Reviews of Recent Recordings
Peter Brötzmann + Joe McPhee + Kent Kessler + Michael Zerang
Originally conceived as a ballad session, Tales Out Of Time was recorded at Chicago’s AirWave Studios in a single day during June of 2002, with tenor saxophone titan Peter Brötzmann joined by three members of his then touring Tentet: vanguard multi-instrumentalist Joe McPhee, a perfect foil for the German maverick; and the Windy City-based duo of bassist Kent Kessler and drummer Michael Zerang. Although widely renowned for blistering feats of endurance, here Brötzmann and McPhee explore a more nuanced rapport, highlighting rarely heard subtleties in phrasing, timbre and tone.
The two horn players split writing duties for the set, with the exception of Zerang’s sole contribution, the spectral tone poem “Cymbalism.” Two brief, very different versions of McPhee’s “Stone Poem” bookend the album, encapsulating the record’s dynamic range in the form of expressive tenor duets. Composed in honor of the late Irving Stone and his wife, Stephanie, the first variation introduces the album as a regal fanfare, while the cacophonous closer finds the pair spiraling to the heavens.
Working against type, Brötzmann offers a rapturous reinterpretation of the traditional hymn “Blessed Assurance,” with McPhee’s splintery trumpet voicings complementing Brötzmann’s rhapsodic tenor, uncannily evoking the spiritual fervor of the Ayler brothers. Similarly, McPhee’s loping “Pieces Of Red, Green And Blue” transposes a private moment experienced in a museum into cathartic, New Thing-styled group interplay. The quartet’s performances are intriguingly varied, ranging from the ravishing romanticism of Brötzmann’s elegiac “Master Of A Small House” to the hushed minimalism of “In Anticipation Of The Next,” McPhee’s heartfelt dedication to departed bassists Wilber Morris and Peter Kowald.
Expressing a timeless melancholy rooted in the blues, these ballads resound with a sophisticated deportment far more understated than the typical output of these uncompromising avant-gardists. More conventionally melodic and structured than other contemporaneous recordings by Brötzmann and McPhee, Tales Out Of Time is adventurous yet somewhat accessible, highlighting not only their keen improvisational mettle, but also their less frequently acknowledged skills as composers.

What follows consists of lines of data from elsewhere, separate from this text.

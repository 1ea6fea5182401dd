//! Pipe pairs: generation, scrolling and cleanup

use rand::Rng;
use serde::{Deserialize, Serialize};

use crate::consts::FIELD_WIDTH;
use crate::tuning::Tuning;

/// A top and bottom pipe with a passable gap between them
#[derive(Debug, Clone, PartialEq, Serialize, Deserialize)]
pub struct Pipe {
    /// Left edge
    pub x: f32,
    pub width: f32,
    /// Distance from the ceiling to the top of the gap
    pub gap_top: f32,
    /// Base scroll speed per frame (before the speed multiplier)
    pub speed: f32,
    /// Set once when the bird clears this pipe
    pub passed: bool,
}

impl Pipe {
    /// New pipe entering at the right edge of the field
    pub fn spawn<R: Rng>(rng: &mut R, tuning: &Tuning) -> Self {
        Self {
            x: FIELD_WIDTH,
            width: tuning.pipe_width,
            gap_top: random_gap_top(rng, tuning),
            speed: tuning.pipe_speed,
            passed: false,
        }
    }

    /// Move left by this frame's scroll distance
    pub fn scroll(&mut self, speed_multiplier: f32) {
        self.x -= self.speed * speed_multiplier;
    }

    /// Right edge of the pipe
    #[inline]
    pub fn trailing_edge(&self) -> f32 {
        self.x + self.width
    }

    #[inline]
    pub fn gap_bottom(&self, gap: f32) -> f32 {
        self.gap_top + gap
    }

    /// Entirely left of the field
    #[inline]
    pub fn is_offscreen(&self) -> bool {
        self.trailing_edge() < 0.0
    }
}

/// Whole-unit gap height drawn uniformly from the tuning's allowed range
///
/// The range must be non-empty; see [`Tuning::validate`].
pub fn random_gap_top<R: Rng>(rng: &mut R, tuning: &Tuning) -> f32 {
    let (min, max) = tuning.gap_top_range();
    let steps = (max - min).floor().max(0.0) as u32;
    min + rng.random_range(0..=steps) as f32
}

/// Whether enough time has passed since the last spawn
///
/// The interval shrinks as the speed multiplier grows. With no previous
/// spawn in this session a pipe is due immediately.
pub fn spawn_due(last_spawn_ms: Option<f64>, now_ms: f64, interval_ms: f64, speed: f32) -> bool {
    match last_spawn_ms {
        None => true,
        Some(last) => now_ms - last > interval_ms / speed as f64,
    }
}

/// Drop every pipe that has scrolled fully past the left edge
pub fn purge_offscreen(pipes: &mut Vec<Pipe>) {
    pipes.retain(|p| !p.is_offscreen());
}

Jean-Luc Cappozzo + Douglas Ewart +Joëlle Léandre +Bernard Santacruz + Michael Zerang
From a Fall 2013 tour, this richly creative multi-national ensemble plays a music of crossings and mergings, as both mission statement and possibility. On the opening “Satellites,” one is immediately captivated by the interplay between Douglas Ewart’s winds and the tight muted trumpet from Jean-Luc Cappozzo (who also plays flugelhorn) as well as by the contrasting arco from Joëlle Léandre and Bernard Santacruz. Texture, space, and contrast are necessary to any good free improvisation, and these aces know exactly how to let them happen. Because of the instrumentation, it’s probably not surprising that the group shifts regularly into bass-driven grooves and skittering multi-percussion from Michael Zerang. But these episodes are never merely platforms for zig-zagging trumpet or ululating reeds; rather, they emerge organically from, and feed back into, lines that might come from any or all players at once.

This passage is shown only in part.